Silvano Ravazzolo, imprenditore vicentino e azionista BPVi, ha perso 80 milioni. "Fessi ad averci creduto"
Mercoledi 16 Marzo 2016 alle 09:29 | 0 commenti
«Non mi faccia parlare» No no, non si preoccupi signor Silvano Ravazzolo. Però lei, imprenditore dell’abbigliamento (Confrav, provincia di Vicenza, 10 milioni di ricavi), insieme a suo fratello Giancarlo è il primo socio della Banca Popolare di Vicenza spa. Un investimento, diciamo, non felice. «Siamo stati colti alla sprovvista da una situazione che non ci aspettavamo» Facciamo due conti: avete l’1,5% del capitale (93 milioni di valore un anno fa), quasi il doppio della Cattolica Assicurazioni che è quotata in Borsa e ha dovuto tagliare l’utile per la svalutazione della Popolare.

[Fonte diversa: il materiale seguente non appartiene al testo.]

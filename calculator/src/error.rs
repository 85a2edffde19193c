use thiserror::Error;

/// Failures of the `billo-calc` binary outside of term evaluation.
#[derive(Debug, Error)]
pub enum AppError {
  #[error("Container error: {0}")]
  Container(#[from] billo_ioc::Error),

  #[error("Configuration file not found: {0}")]
  ConfigNotFound(String),

  #[error("Console I/O failed: {0}")]
  Io(#[from] std::io::Error),

  #[error("Failed to set global tracing subscriber: {0}")]
  Logging(String),
}

pub type Result<T, E = AppError> = std::result::Result<T, E>;
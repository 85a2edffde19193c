//! The global IoC container instance and access functions.

use crate::container::Container;
use once_cell::sync::Lazy;

// The process-wide container, created on first access.
static GLOBAL_CONTAINER: Lazy<Container> = Lazy::new(Container::default);

/// Provides a reference to the global container instance.
///
/// Independent `Container`s can still be created with `Container::new()`;
/// the global one is a convenience for applications that want a single
/// registry reachable from anywhere.
///
/// # Examples
///
/// ```
/// use billo_ioc::{global, Object};
///
/// fn register_services() {
///   global()
///     .set("greeting", Object::new(String::from("Hello from global!")))
///     .unwrap();
/// }
/// # register_services();
/// ```
pub fn global() -> &'static Container {
  &GLOBAL_CONTAINER
}
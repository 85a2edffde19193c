//! # Billo IoC
//!
//! A small, thread-safe Inversion of Control (IoC) container for Rust that
//! wires object graphs from registered constructor metadata.
//!
//! ## Core Concepts
//!
//! - **Contract**: a string key client code depends on, usually an interface
//!   name.
//! - **Producer**: what a contract is bound to, either a type to construct
//!   or a factory closure.
//! - **Type descriptor**: the constructor metadata of a type (parameter
//!   names, declared types, defaults, nullability). Resolution reads it the
//!   way a reflective container reads a constructor signature.
//! - **Argument bag**: caller-supplied construction arguments, by name or by
//!   position.
//! - **Singleton**: a contract whose first constructed instance is cached by
//!   its container.
//!
//! ## Parameter Binding
//!
//! Every constructor parameter is satisfied by the first of these that
//! applies:
//!
//! 1. a named argument with the parameter's name,
//! 2. the next positional argument,
//! 3. recursive resolution of the parameter's contract type,
//! 4. the declared default,
//! 5. `Value::Null` if the parameter is nullable,
//!
//! otherwise resolution fails with `Error::UnresolvableParameter`.
//!
//! ## Quick Start
//!
//! ```
//! use billo_ioc::{Container, Parameter, ParamType, TypeDescriptor, Value};
//! use std::sync::Arc;
//!
//! trait Logger: Send + Sync {
//!   fn log(&self, message: &str) -> String;
//! }
//!
//! struct ConsoleLogger;
//! impl Logger for ConsoleLogger {
//!   fn log(&self, message: &str) -> String {
//!     format!("[console] {}", message)
//!   }
//! }
//!
//! struct Service {
//!   logger: Arc<dyn Logger>,
//!   retries: i64,
//! }
//!
//! let container = Container::new();
//! container
//!   .register(TypeDescriptor::interface("Logger"))
//!   .register(
//!     TypeDescriptor::class::<Service>("Service")
//!       .param(Parameter::contract("logger", "Logger"))
//!       .param(Parameter::new("retries", ParamType::Int).default(3))
//!       .construct(|args| {
//!         Ok(Service {
//!           logger: args.get("logger")?,
//!           retries: args.get("retries")?,
//!         })
//!       }),
//!   );
//!
//! container.factory("Logger", |_, _| {
//!   let logger: Arc<dyn Logger> = Arc::new(ConsoleLogger);
//!   Ok(Value::Object(billo_ioc::Object::from_arc(logger)))
//! });
//!
//! let service = container.get::<Service>("Service").unwrap();
//! assert_eq!(service.retries, 3);
//! assert_eq!(service.logger.log("up"), "[console] up");
//! ```

mod args;
mod config;
mod container;
mod core;
mod descriptor;
mod error;
mod global;
mod macros;
mod value;

pub use args::{ArgumentBag, Arguments};
pub use config::{BindingConfig, ContainerConfig};
pub use container::Container;
pub use core::{ContractKey, Factory, Lifetime, Producer};
pub use descriptor::{ClassBuilder, ParamType, Parameter, TypeDescriptor};
pub use error::{Error, Result};
pub use global::global;
pub use value::{FromValue, Object, ObjectBuilder, Value};
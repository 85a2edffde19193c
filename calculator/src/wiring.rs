//! Type descriptors and default bindings of the calculator object graph.

use crate::app::CalculatorApp;
use crate::calculator::{ArithmeticCalculator, Calculator};
use crate::error::Result;
use crate::io::{Console, InputReader, Io, OutputWriter};
use billo_ioc::{Container, ContainerConfig, Parameter, TypeDescriptor};
use std::sync::Arc;

pub const IO: &str = "Io";
pub const CALCULATOR: &str = "Calculator";
pub const CONSOLE: &str = "Console";
pub const ARITHMETIC_CALCULATOR: &str = "ArithmeticCalculator";
pub const APP: &str = "CalculatorApp";

pub fn register_types(container: &Container) -> &Container {
  container.register_all([
    TypeDescriptor::interface(IO),
    TypeDescriptor::interface(CALCULATOR),
    TypeDescriptor::class::<Console>(CONSOLE)
      .implements::<dyn Io, _>(|this| this)
      .implements::<dyn InputReader, _>(|this| this)
      .implements::<dyn OutputWriter, _>(|this| this)
      .construct(|_| Ok(Console::stdio())),
    TypeDescriptor::class::<ArithmeticCalculator>(ARITHMETIC_CALCULATOR)
      .implements::<dyn Calculator, _>(|this| this)
      .construct(|_| Ok(ArithmeticCalculator::new())),
    TypeDescriptor::class::<CalculatorApp>(APP)
      .param(Parameter::contract("io", IO))
      .param(Parameter::contract("calculator", CALCULATOR))
      .construct(|args| {
        let io: Arc<dyn Io> = args.get("io")?;
        let calculator: Arc<dyn Calculator> = args.get("calculator")?;
        Ok(CalculatorApp::new(io, calculator))
      }),
  ])
}

/// The mapping used when no binding file is present.
///
/// `Io` is bound as a singleton on purpose so every consumer shares one
/// console; `Calculator` stays transient.
pub fn default_bindings(container: &Container) -> &Container {
  container
    .singleton(IO, CONSOLE)
    .bind(CALCULATOR, ARITHMETIC_CALCULATOR)
}

/// A container with every type registered, bound by `config` when given and
/// by [`default_bindings`] otherwise.
pub fn build_container(config: Option<&ContainerConfig>) -> Container {
  let container = Container::new();
  register_types(&container);
  match config {
    Some(config) => container.configure(config),
    None => default_bindings(&container),
  };
  container
}

/// Resolves the fully wired application.
pub fn resolve_app(container: &Container) -> Result<Arc<CalculatorApp>> {
  Ok(container.get::<CalculatorApp>(APP)?)
}

#[cfg(test)]
mod tests {
  use super::*;

  #[test]
  fn default_bindings_share_the_console_only() {
    let container = build_container(None);

    assert!(container.is_singleton(IO));
    assert!(!container.is_singleton(CALCULATOR));

    let first = container.resolve(IO).unwrap();
    let second = container.resolve(IO).unwrap();
    assert!(billo_ioc::Object::ptr_eq(&first, &second));
    assert!(first.is::<dyn OutputWriter>());

    let a = container.get::<dyn Calculator>(CALCULATOR).unwrap();
    let b = container.get::<dyn Calculator>(CALCULATOR).unwrap();
    assert!(!Arc::ptr_eq(&a, &b));
  }

  #[test]
  fn interfaces_are_not_instantiable_without_bindings() {
    let container = Container::new();
    register_types(&container);

    assert!(matches!(
      container.resolve(APP),
      Err(billo_ioc::Error::TypeNotInstantiable { type_name }) if type_name == IO
    ));
  }
}
//! Tests for the `args!` and `resolve!` macros.
//!
//! Every contract registered on the global container uses a unique
//! `macro_test_` name, since tests in this binary share it.

use billo_ioc::{args, global, resolve, ArgumentBag, Object, ParamType, Parameter, TypeDescriptor, Value};
use std::sync::Arc;

// --- Test Fixtures ---

trait Shape: Send + Sync {
  fn area(&self) -> f64;
}

struct Rect {
  width: f64,
  height: f64,
}

impl Shape for Rect {
  fn area(&self) -> f64 {
    self.width * self.height
  }
}

fn register_rect(contract: &str) {
  global().register(
    TypeDescriptor::class::<Rect>(contract)
      .implements::<dyn Shape, _>(|this| this)
      .param(Parameter::new("width", ParamType::Float))
      .param(Parameter::new("height", ParamType::Float).default(1.0))
      .construct(|args| {
        Ok(Rect {
          width: args.get("width")?,
          height: args.get("height")?,
        })
      }),
  );
}

// --- args! ---

#[test]
fn test_args_empty() {
  let bag: ArgumentBag = args!();
  assert!(bag.is_empty());
}

#[test]
fn test_args_named_with_trailing_comma() {
  let bag = args! { host = "localhost", port = 8080, secure = true, };

  assert_eq!(bag.len(), 3);
  assert!(matches!(bag.named("host"), Some(Value::Str(s)) if s == "localhost"));
  assert!(matches!(bag.named("port"), Some(Value::Int(8080))));
  assert!(matches!(bag.named("secure"), Some(Value::Bool(true))));
  assert!(bag.positional(0).is_none());
}

#[test]
fn test_args_positional_keeps_order() {
  let bag = args![1, 2.5, "three", Object::new(4_u8)];

  assert!(matches!(bag.positional(0), Some(Value::Int(1))));
  assert!(matches!(bag.positional(1), Some(Value::Float(f)) if *f == 2.5));
  assert!(matches!(bag.positional(2), Some(Value::Str(s)) if s == "three"));
  assert!(bag.positional(3).and_then(Value::as_object).is_some());
  assert!(bag.named("0").is_none());
}

#[test]
fn test_args_can_be_extended_with_builder_methods() {
  let bag = args![10].with("mode", "fast").at(5, Value::Null);

  assert!(matches!(bag.positional(0), Some(Value::Int(10))));
  assert!(matches!(bag.positional(5), Some(Value::Null)));
  assert!(matches!(bag.named("mode"), Some(Value::Str(s)) if s == "fast"));
}

// --- resolve! ---

#[test]
fn test_resolve_concrete_with_positional_bag() {
  register_rect("macro_test_rect_positional");

  let rect = resolve!(Rect, "macro_test_rect_positional", args![3.0, 4.0]);

  assert_eq!(rect.width, 3.0);
  assert_eq!(rect.height, 4.0);
}

#[test]
fn test_resolve_trait_with_named_bag() {
  register_rect("macro_test_rect_named");
  global().bind("macro_test_shape", "macro_test_rect_named");

  let shape: Arc<dyn Shape> = resolve!(trait Shape, "macro_test_shape", args! { width = 2.5 });

  assert_eq!(shape.area(), 2.5);
}

#[test]
#[should_panic(expected = "Failed to resolve required service 'macro_test_rect_missing_width'")]
fn test_resolve_panics_on_unresolvable_parameter() {
  register_rect("macro_test_rect_missing_width");
  resolve!(Rect, "macro_test_rect_missing_width");
}

#[test]
#[should_panic(expected = "Failed to resolve required trait service 'macro_test_wrong_view'")]
fn test_resolve_trait_panics_on_missing_view() {
  global()
    .set("macro_test_wrong_view", Object::new(String::from("not a shape")))
    .unwrap();
  resolve!(trait Shape, "macro_test_wrong_view");
}
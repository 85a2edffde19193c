//! Arithmetic term evaluation.

use std::iter::Peekable;
use std::str::CharIndices;
use thiserror::Error;
use tracing::trace;

/// Bound on nested parentheses, signs and exponents.
const MAX_DEPTH: usize = 256;

#[derive(Debug, Error, PartialEq)]
pub enum CalcError {
  #[error("The term is empty")]
  Empty,

  #[error("Unexpected '{found}' at position {position}")]
  UnexpectedChar { found: char, position: usize },

  #[error("The term ends unexpectedly")]
  UnexpectedEnd,

  #[error("Invalid number '{0}'")]
  InvalidNumber(String),

  #[error("The term is nested too deeply")]
  TooDeeplyNested,

  #[error("Division by zero")]
  DivisionByZero,

  #[error("The result is not a finite number")]
  NotFinite,
}

pub trait Calculator: Send + Sync {
  fn calculate(&self, term: &str) -> Result<f64, CalcError>;
}

/// Evaluates `+ - * / ^` with the usual precedence, parentheses and unary
/// signs. `^` is right-associative and binds tighter than a leading sign,
/// so `-2^2` is `-4`. Decimals may use `.` or `,`.
#[derive(Debug, Default, Clone, Copy)]
pub struct ArithmeticCalculator;

impl ArithmeticCalculator {
  pub fn new() -> Self {
    Self
  }
}

impl Calculator for ArithmeticCalculator {
  fn calculate(&self, term: &str) -> Result<f64, CalcError> {
    let tokens = tokenize(term)?;
    if tokens.is_empty() {
      return Err(CalcError::Empty);
    }

    let mut parser = Parser {
      tokens: &tokens,
      cursor: 0,
      depth: 0,
    };
    let result = parser.expression()?;
    if let Some(token) = parser.peek() {
      return Err(token.unexpected());
    }
    if !result.is_finite() {
      return Err(CalcError::NotFinite);
    }
    trace!(term, result, "term evaluated");
    Ok(result)
  }
}

#[derive(Debug, Clone, Copy, PartialEq)]
enum Symbol {
  Number(f64),
  Operator(char),
  Open,
  Close,
}

#[derive(Debug, Clone, Copy)]
struct Token {
  symbol: Symbol,
  found: char,
  position: usize,
}

impl Token {
  fn unexpected(&self) -> CalcError {
    CalcError::UnexpectedChar {
      found: self.found,
      position: self.position,
    }
  }
}

fn tokenize(term: &str) -> Result<Vec<Token>, CalcError> {
  let mut chars = term.char_indices().peekable();
  let mut tokens = Vec::new();

  while let Some(&(position, found)) = chars.peek() {
    let symbol = match found {
      c if c.is_whitespace() => {
        chars.next();
        continue;
      }
      c if c.is_ascii_digit() || c == '.' || c == ',' => Symbol::Number(number(&mut chars)?),
      '+' | '-' | '*' | '/' | '^' => {
        chars.next();
        Symbol::Operator(found)
      }
      '(' => {
        chars.next();
        Symbol::Open
      }
      ')' => {
        chars.next();
        Symbol::Close
      }
      _ => return Err(CalcError::UnexpectedChar { found, position }),
    };
    tokens.push(Token { symbol, found, position });
  }

  Ok(tokens)
}

fn number(chars: &mut Peekable<CharIndices<'_>>) -> Result<f64, CalcError> {
  let mut literal = String::new();
  while let Some(&(_, c)) = chars.peek() {
    match c {
      '0'..='9' => literal.push(c),
      '.' | ',' => literal.push('.'),
      _ => break,
    }
    chars.next();
  }

  let has_digit = literal.bytes().any(|b| b.is_ascii_digit());
  if !has_digit || literal.matches('.').count() > 1 {
    return Err(CalcError::InvalidNumber(literal));
  }
  literal.parse().map_err(|_| CalcError::InvalidNumber(literal))
}

struct Parser<'a> {
  tokens: &'a [Token],
  cursor: usize,
  depth: usize,
}

impl Parser<'_> {
  fn peek(&self) -> Option<&Token> {
    self.tokens.get(self.cursor)
  }

  fn next(&mut self) -> Result<Token, CalcError> {
    let token = *self.tokens.get(self.cursor).ok_or(CalcError::UnexpectedEnd)?;
    self.cursor += 1;
    Ok(token)
  }

  fn next_operator(&mut self, operators: &[char]) -> Option<char> {
    match self.peek()?.symbol {
      Symbol::Operator(op) if operators.contains(&op) => {
        self.cursor += 1;
        Some(op)
      }
      _ => None,
    }
  }

  // expression := product (('+' | '-') product)*
  fn expression(&mut self) -> Result<f64, CalcError> {
    let mut value = self.product()?;
    while let Some(op) = self.next_operator(&['+', '-']) {
      let rhs = self.product()?;
      value = if op == '+' { value + rhs } else { value - rhs };
    }
    Ok(value)
  }

  // product := unary (('*' | '/') unary)*
  fn product(&mut self) -> Result<f64, CalcError> {
    let mut value = self.unary()?;
    while let Some(op) = self.next_operator(&['*', '/']) {
      let rhs = self.unary()?;
      if op == '*' {
        value *= rhs;
      } else if rhs == 0.0 {
        return Err(CalcError::DivisionByZero);
      } else {
        value /= rhs;
      }
    }
    Ok(value)
  }

  // Every recursive path (parentheses, signs, exponents) passes through here.
  fn unary(&mut self) -> Result<f64, CalcError> {
    if self.depth >= MAX_DEPTH {
      return Err(CalcError::TooDeeplyNested);
    }
    self.depth += 1;
    let value = self.signed();
    self.depth -= 1;
    value
  }

  // unary := ('+' | '-') unary | power
  fn signed(&mut self) -> Result<f64, CalcError> {
    match self.next_operator(&['+', '-']) {
      Some('-') => Ok(-self.unary()?),
      Some(_) => self.unary(),
      None => self.power(),
    }
  }

  // power := primary ('^' unary)?
  fn power(&mut self) -> Result<f64, CalcError> {
    let base = self.primary()?;
    if self.next_operator(&['^']).is_some() {
      let exponent = self.unary()?;
      return Ok(base.powf(exponent));
    }
    Ok(base)
  }

  // primary := number | '(' expression ')'
  fn primary(&mut self) -> Result<f64, CalcError> {
    let token = self.next()?;
    match token.symbol {
      Symbol::Number(value) => Ok(value),
      Symbol::Open => {
        let value = self.expression()?;
        let close = self.next()?;
        if close.symbol != Symbol::Close {
          return Err(close.unexpected());
        }
        Ok(value)
      }
      _ => Err(token.unexpected()),
    }
  }
}

#[cfg(test)]
mod tests {
  use super::*;

  fn calc(term: &str) -> Result<f64, CalcError> {
    ArithmeticCalculator::new().calculate(term)
  }

  #[test]
  fn honours_precedence_and_associativity() {
    assert_eq!(calc("1 + 2 * 3").unwrap(), 7.0);
    assert_eq!(calc("(1 + 2) * 3").unwrap(), 9.0);
    assert_eq!(calc("10 - 4 - 3").unwrap(), 3.0);
    assert_eq!(calc("2 ^ 3 ^ 2").unwrap(), 512.0);
    assert_eq!(calc("-2^2").unwrap(), -4.0);
    assert_eq!(calc("2^-1").unwrap(), 0.5);
    assert_eq!(calc("8 / 4 / 2").unwrap(), 1.0);
  }

  #[test]
  fn accepts_both_decimal_separators_and_signs() {
    assert_eq!(calc("1,5 + 1.5").unwrap(), 3.0);
    assert_eq!(calc(".5 * 4").unwrap(), 2.0);
    assert_eq!(calc("--3").unwrap(), 3.0);
    assert_eq!(calc("+3 - -2").unwrap(), 5.0);
  }

  #[test]
  fn rejects_malformed_terms() {
    assert_eq!(calc("   "), Err(CalcError::Empty));
    assert_eq!(calc("1 +"), Err(CalcError::UnexpectedEnd));
    assert_eq!(calc("(1 + 2"), Err(CalcError::UnexpectedEnd));
    assert_eq!(
      calc("2 x 3"),
      Err(CalcError::UnexpectedChar { found: 'x', position: 2 })
    );
    assert_eq!(
      calc("1 + 2)"),
      Err(CalcError::UnexpectedChar { found: ')', position: 5 })
    );
    assert_eq!(calc("1.2.3"), Err(CalcError::InvalidNumber("1.2.3".to_string())));
    assert_eq!(calc("* 2"), Err(CalcError::UnexpectedChar { found: '*', position: 0 }));
  }

  #[test]
  fn rejects_runaway_nesting() {
    assert_eq!(calc(&"(".repeat(100_000)), Err(CalcError::TooDeeplyNested));
    assert_eq!(calc(&format!("{}1", "-".repeat(100_000))), Err(CalcError::TooDeeplyNested));
    assert_eq!(
      calc(&format!("1{}", "^1".repeat(100_000))),
      Err(CalcError::TooDeeplyNested)
    );

    let nested = format!("{}1{}", "(".repeat(200), ")".repeat(200));
    assert_eq!(calc(&nested).unwrap(), 1.0);
  }

  #[test]
  fn rejects_division_by_zero_and_overflow() {
    assert_eq!(calc("1 / (2 - 2)"), Err(CalcError::DivisionByZero));
    assert_eq!(calc("10 ^ 400"), Err(CalcError::NotFinite));
    assert_eq!(calc("(-8) ^ 0.5"), Err(CalcError::NotFinite));
  }
}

«Ma le ho detto che non parlo»
Comprensibile, oggi avete perso 80 di quei 90 milioni. E i titoli sono intestati a voi, persone fisiche. Un record, una «botta» mai vista. Tanti, tanti soldi.
«Ma non nostri»
E di chi?
«Siamo diventati i primi soci con i soldi della banca»
In che senso?
«Siamo stati finanziati dalla banca»
Per acquistare direttamente le azioni?
«Sì»
E gli aumenti di capitale?
«Anche quelli li abbiamo sottoscritti con i soldi della banca. Così da piccoli siamo diventati grandi soci».
A questo punto va ricordato che è stato proprio il meccanismo perverso dei finanziamenti correlati all’acquisto di azioni ad aver affossato i bilanci. In totale circa un miliardo che non poteva, come invece è stato fatto, essere conteggiato nel patrimonio di vigilanza. È anche uno dei principali «fatti materiali non rispondenti al vero» alla base del presunto reato di ostacolo alle funzioni di vigilanza che la Procura di Vicenza contesta all’ex presidente Gianni Zonin e altri cinque indagati.
Silvano Ravazzolo ripete il concetto.
«Siamo tutto fumo e niente arrosto. L’arrosto ce l’ha messo la banca»
Ma non avevate la pistola alla tempia.
«Diciamo così: pensavamo che Zonin fosse un buon parroco alla guida del suo gregge»
E adesso ci sono due pecorelle smarrite con 80 milioni di debito.
«Siamo stati usati. Ecco è questo il termine più appropriato: usati»
Vittime, insomma?
«No anche fessi che ci abbiamo creduto»
Ma lei con chi concordava queste operazioni?
«Ne parlavo con la dirigenza, non le dico di più»
Resta il fatto che lei e suo fratello avete acquistato azioni per 90 milioni che oggi valgono (se va bene) il 90% in meno. E, usati o meno, lo avete fatto con soldi della banca che dovrete restituire.
«Vedremo»
Nel senso che?
«Ci siamo affidati a uno studio legale».